Work item — Repeat each line of the material below without change.

Data in this exercise —

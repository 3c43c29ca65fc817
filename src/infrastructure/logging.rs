use tracing_subscriber::{
    fmt::{self, format::FmtSpan},
    layer::SubscriberExt,
    util::SubscriberInitExt,
    EnvFilter,
};

use crate::config::{LogFormat, LoggingConfig};

/// Install the global subscriber. `RUST_LOG` takes precedence over the
/// configured level.
pub fn init_logging(config: &LoggingConfig) {
    let filter = EnvFilter::try_from_default_env()
        .unwrap_or_else(|_| EnvFilter::new(&config.level));

    match config.format {
        LogFormat::Json => {
            tracing_subscriber::registry()
                .with(filter)
                .with(fmt::layer().json().with_span_events(FmtSpan::CLOSE))
                .init();
        }
        LogFormat::Pretty => {
            tracing_subscriber::registry()
                .with(filter)
                .with(
                    fmt::layer()
                        .pretty()
                        .with_target(true)
                        .with_span_events(FmtSpan::CLOSE),
                )
                .init();
        }
    }

    tracing::info!(level = %config.level, format = ?config.format, "Logging initialized");
}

Final answer —
repository 3c43c29ca65fc817
filename src/infrastructure/logging.rs
use tracing_subscriber::{
    fmt::{self, format::FmtSpan},
    layer::SubscriberExt,
    util::SubscriberInitExt,
    EnvFilter,
};

use crate::config::{LogFormat, LoggingConfig};

/// Install the global subscriber. `RUST_LOG` takes precedence over the
/// configured level.
pub fn init_logging(config: &LoggingConfig) {
    let filter = EnvFilter::try_from_default_env()
        .unwrap_or_else(|_| EnvFilter::new(&config.level));

    match config.format {
        LogFormat::Json => {
            tracing_subscriber::registry()
                .with(filter)
                .with(fmt::layer().json().with_span_events(FmtSpan::CLOSE))
                .init();
        }
        LogFormat::Pretty => {
            tracing_subscriber::registry()
                .with(filter)
                .with(
                    fmt::layer()
                        .pretty()
                        .with_target(true)
                        .with_span_events(FmtSpan::CLOSE),
                )
                .init();
        }
    }

    tracing::info!(level = %config.level, format = ?config.format, "Logging initialized");
}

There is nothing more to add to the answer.